Livro: Vários Autor(a): Vários Editora: Cosac Naify

Postado: 27/10/2010

   

Bili com Limão Verde na Mão
Autor: Décio Pignatari
Ilustração: Daniel Bueno
Projeto Gráfico: Luciana Facchini
Editora: Cosacnaify

Este livro proporciona uma experiência fantástica aos leitores, de qualquer idade, dispostos a uma viagem pelo universo das palavras, das sensações e do visual, aliás, temas abordados de maneira esplêndida por Décio Pignatari, e explorados pelas ilustrações de Daniel Bueno e pelo próprio projeto gráfico.

Pignatari desenvolve uma narrativa poética envolvendo o leitor em um jogo de palavras. Dessa forma, proporciona, com o auxílio do projeto-gráfico e da ilustração, diferentes ritmos de intensidade de leitura, pela maneira como organiza a narrativa e seleciona cautelosamente as palavras e sua ordem.
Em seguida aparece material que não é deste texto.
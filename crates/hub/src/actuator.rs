//! Pump and cover state, reconciled from the command and legacy observed
//! fields of each snapshot.
//!
//! ## Read policy (per actuator, per snapshot)
//!
//! ```text
//! commandes.<x> present ──▶ Command(state)   published at once (optimistic)
//! else legacy field     ──▶ Observed(state)
//! else                  ──▶ Unchanged
//! ```
//!
//! A command is reported as applied before the device confirms it. If the
//! device never acts on it, the mirror keeps reporting the commanded state
//! for as long as the command field stays in the record; the legacy field is
//! not consulted while a command is present.

use tokio::sync::watch;
use tracing::debug;

use crate::snapshot::RemoteSnapshot;
use crate::state::{CoverState, PumpState};

#[derive(Debug, Clone, Copy, PartialEq, Eq)]
pub enum Resolution<T> {
    Command(T),
    Observed(T),
    Unchanged,
}

impl<T> Resolution<T> {
    fn resolve(
        command: Option<&str>,
        observed: Option<&str>,
        from_command: fn(&str) -> T,
        from_observed: fn(&str) -> T,
    ) -> Self {
        match (command, observed) {
            (Some(c), _) => Self::Command(from_command(c)),
            (None, Some(o)) => Self::Observed(from_observed(o)),
            (None, None) => Self::Unchanged,
        }
    }

    pub fn state(self) -> Option<T> {
        match self {
            Self::Command(s) | Self::Observed(s) => Some(s),
            Self::Unchanged => None,
        }
    }

    fn source(&self) -> &'static str {
        match self {
            Self::Command(_) => "command",
            Self::Observed(_) => "observed",
            Self::Unchanged => "unchanged",
        }
    }
}

pub fn resolve_pump(snapshot: &RemoteSnapshot) -> Resolution<PumpState> {
    Resolution::resolve(
        snapshot.pump_command(),
        snapshot.pump.as_deref(),
        PumpState::from_command,
        PumpState::from_observed,
    )
}

pub fn resolve_cover(snapshot: &RemoteSnapshot) -> Resolution<CoverState> {
    Resolution::resolve(
        snapshot.cover_command(),
        snapshot.cover.as_deref(),
        CoverState::from_command,
        CoverState::from_observed,
    )
}

/// States that actually changed while applying one snapshot.
#[derive(Debug, Default, Clone, Copy, PartialEq, Eq)]
pub struct ActuatorChanges {
    pub pump: Option<PumpState>,
    pub cover: Option<CoverState>,
}

pub struct ActuatorStateMirror {
    pump: watch::Sender<PumpState>,
    cover: watch::Sender<CoverState>,
}

impl Default for ActuatorStateMirror {
    fn default() -> Self {
        Self::new()
    }
}

impl ActuatorStateMirror {
    pub fn new() -> Self {
        let (pump, _) = watch::channel(PumpState::default());
        let (cover, _) = watch::channel(CoverState::default());
        Self { pump, cover }
    }

    pub fn apply(&self, snapshot: &RemoteSnapshot) -> ActuatorChanges {
        let pump = resolve_pump(snapshot);
        let cover = resolve_cover(snapshot);
        debug!(
            pump = pump.source(),
            cover = cover.source(),
            "actuator resolution"
        );

        ActuatorChanges {
            pump: pump.state().and_then(|s| publish(&self.pump, s)),
            cover: cover.state().and_then(|s| publish(&self.cover, s)),
        }
    }

    pub fn pump(&self) -> PumpState {
        *self.pump.borrow()
    }

    pub fn cover(&self) -> CoverState {
        *self.cover.borrow()
    }

    pub fn subscribe_pump(&self) -> watch::Receiver<PumpState> {
        self.pump.subscribe()
    }

    pub fn subscribe_cover(&self) -> watch::Receiver<CoverState> {
        self.cover.subscribe()
    }
}

/// Publish `next`; report it only if it differs from the current value.
fn publish<T: Copy + PartialEq>(tx: &watch::Sender<T>, next: T) -> Option<T> {
    tx.send_if_modified(|cur| {
        if *cur == next {
            false
        } else {
            *cur = next;
            true
        }
    })
    .then_some(next)
}

// ===========================================================================
// Tests
// ===========================================================================

#[cfg(test)]
mod tests {
    use super::*;
    use serde_json::json;

    fn snap(v: serde_json::Value) -> RemoteSnapshot {
        RemoteSnapshot::from_value(v).unwrap()
    }

    // -- Resolution ---------------------------------------------------------

    #[test]
    fn command_takes_precedence_over_observed() {
        let s = snap(json!({"pompe": "OFF", "commandes": {"pompe": "ON"}}));
        assert_eq!(resolve_pump(&s), Resolution::Command(PumpState::On));
    }

    #[test]
    fn observed_used_without_command() {
        let s = snap(json!({"etatBache": "OUVERTE"}));
        assert_eq!(resolve_cover(&s), Resolution::Observed(CoverState::Open));
    }

    #[test]
    fn nothing_present_is_unchanged() {
        let s = snap(json!({"humiditeSol": 10}));
        assert_eq!(resolve_pump(&s), Resolution::Unchanged);
        assert_eq!(resolve_cover(&s), Resolution::Unchanged);
    }

    #[test]
    fn actuators_resolve_independently() {
        let s = snap(json!({"commandes": {"bache": "ouvrir"}, "pompe": "ON"}));
        assert_eq!(resolve_cover(&s), Resolution::Command(CoverState::Open));
        assert_eq!(resolve_pump(&s), Resolution::Observed(PumpState::On));
    }

    // -- Mirror -------------------------------------------------------------

    #[test]
    fn initial_state_is_off_and_closed() {
        let m = ActuatorStateMirror::new();
        assert_eq!(m.pump(), PumpState::Off);
        assert_eq!(m.cover(), CoverState::Closed);
    }

    #[test]
    fn legacy_field_applies_once_command_field_is_gone() {
        let m = ActuatorStateMirror::new();
        m.apply(&snap(json!({"humiditeSol": 30, "commandes": {"pompe": "ON"}})));
        assert_eq!(m.pump(), PumpState::On);
        m.apply(&snap(json!({"pompe": "OFF"})));
        assert_eq!(m.pump(), PumpState::Off);
    }

    #[test]
    fn unchanged_keeps_previous_state() {
        let m = ActuatorStateMirror::new();
        m.apply(&snap(json!({"etatBache": "OUVERTE"})));
        let changes = m.apply(&snap(json!({"temperature": 20})));
        assert_eq!(changes, ActuatorChanges::default());
        assert_eq!(m.cover(), CoverState::Open);
    }

    #[test]
    fn changes_report_only_real_transitions() {
        let m = ActuatorStateMirror::new();
        let first = m.apply(&snap(json!({"commandes": {"pompe": "ON", "bache": "fermer"}})));
        assert_eq!(first.pump, Some(PumpState::On));
        // Cover was already closed.
        assert_eq!(first.cover, None);
        let again = m.apply(&snap(json!({"commandes": {"pompe": "ON"}})));
        assert_eq!(again.pump, None);
    }

    /// Optimistic race, asserted as-is: the device never applied the ON
    /// command and still reports OFF, but the mirror shows ON because the
    /// command field wins while it is present.
    #[test]
    fn optimistic_command_masks_device_failure() {
        let m = ActuatorStateMirror::new();
        m.apply(&snap(json!({"pompe": "OFF", "commandes": {"pompe": "ON"}})));
        m.apply(&snap(json!({"pompe": "OFF", "commandes": {"pompe": "ON"}})));
        assert_eq!(m.pump(), PumpState::On);
    }

    #[test]
    fn subscribers_only_wake_on_change() {
        let m = ActuatorStateMirror::new();
        let mut rx = m.subscribe_cover();
        m.apply(&snap(json!({"etatBache": "FERMEE"})));
        assert!(!rx.has_changed().unwrap());
        m.apply(&snap(json!({"etatBache": "OUVERTE"})));
        assert!(rx.has_changed().unwrap());
        assert_eq!(*rx.borrow_and_update(), CoverState::Open);
    }
}
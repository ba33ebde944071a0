//! Tracing subscriber setup.
//!
//! Logs always go to stderr; stdout carries the protocol and nothing else.
//!
//! ```bash
//! # Everything from the engine at debug, JSON lines
//! RUST_LOG=distroforge=debug DISTROFORGE_LOG_FORMAT=json distroforge-engine
//! ```

use anyhow::{anyhow, Result};
use tracing_subscriber::{fmt, layer::SubscriberExt, util::SubscriberInitExt, EnvFilter};

use crate::config::{LogFormat, LoggingConfig};

/// Install the global subscriber. `RUST_LOG` takes precedence over the
/// configured level.
pub fn initialize(config: &LoggingConfig) -> Result<()> {
    let env_filter = match std::env::var(EnvFilter::DEFAULT_ENV) {
        Ok(directives) if !directives.trim().is_empty() => EnvFilter::try_new(directives)
            .map_err(|e| anyhow!("invalid {}: {}", EnvFilter::DEFAULT_ENV, e))?,
        _ => EnvFilter::try_new(&config.level)
            .map_err(|e| anyhow!("invalid logging.level '{}': {}", config.level, e))?,
    };

    let installed = match config.format {
        LogFormat::Json => tracing_subscriber::registry()
            .with(env_filter)
            .with(fmt::layer().json().with_writer(std::io::stderr))
            .try_init(),
        LogFormat::Pretty => tracing_subscriber::registry()
            .with(env_filter)
            .with(fmt::layer().with_target(false).with_writer(std::io::stderr))
            .try_init(),
    };
    installed.map_err(|e| anyhow!("installing tracing subscriber: {}", e))
}

/// Span wrapping the handling of one request.
pub fn request_span(method: &str, id: &serde_json::Value) -> tracing::Span {
    tracing::debug_span!("request", method = %method, id = %id)
}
É impossível descrever todos os detalhes que compõem o projeto-gráfico deste livro-objeto e como ele se relaciona de maneira harmoniosa e surpreendente com o conjunto texto-imagem. Na verdade, torna-se impossível a separação desses elementos, ao ver-se o leitor envolvido pela história e pela experiência visual e sensorial. Citemos alguns exemplos:

1. Formato vertical incomum (30x15,5cm): ao mirarmos a capa, não percebemos de imediato a letra “L” ao fundo, formada pela cor branca e o nome do livro (que aparece de maneira incompleta) - o que já nos convida à “interatividade”, quando surge na quarta capa um “I”. A surpresa é que, se por ventura abrirmos as duas orelhas, olhando-se toda a lâmina de capa, lemos a palavra “BILI” – apelido da protagonista.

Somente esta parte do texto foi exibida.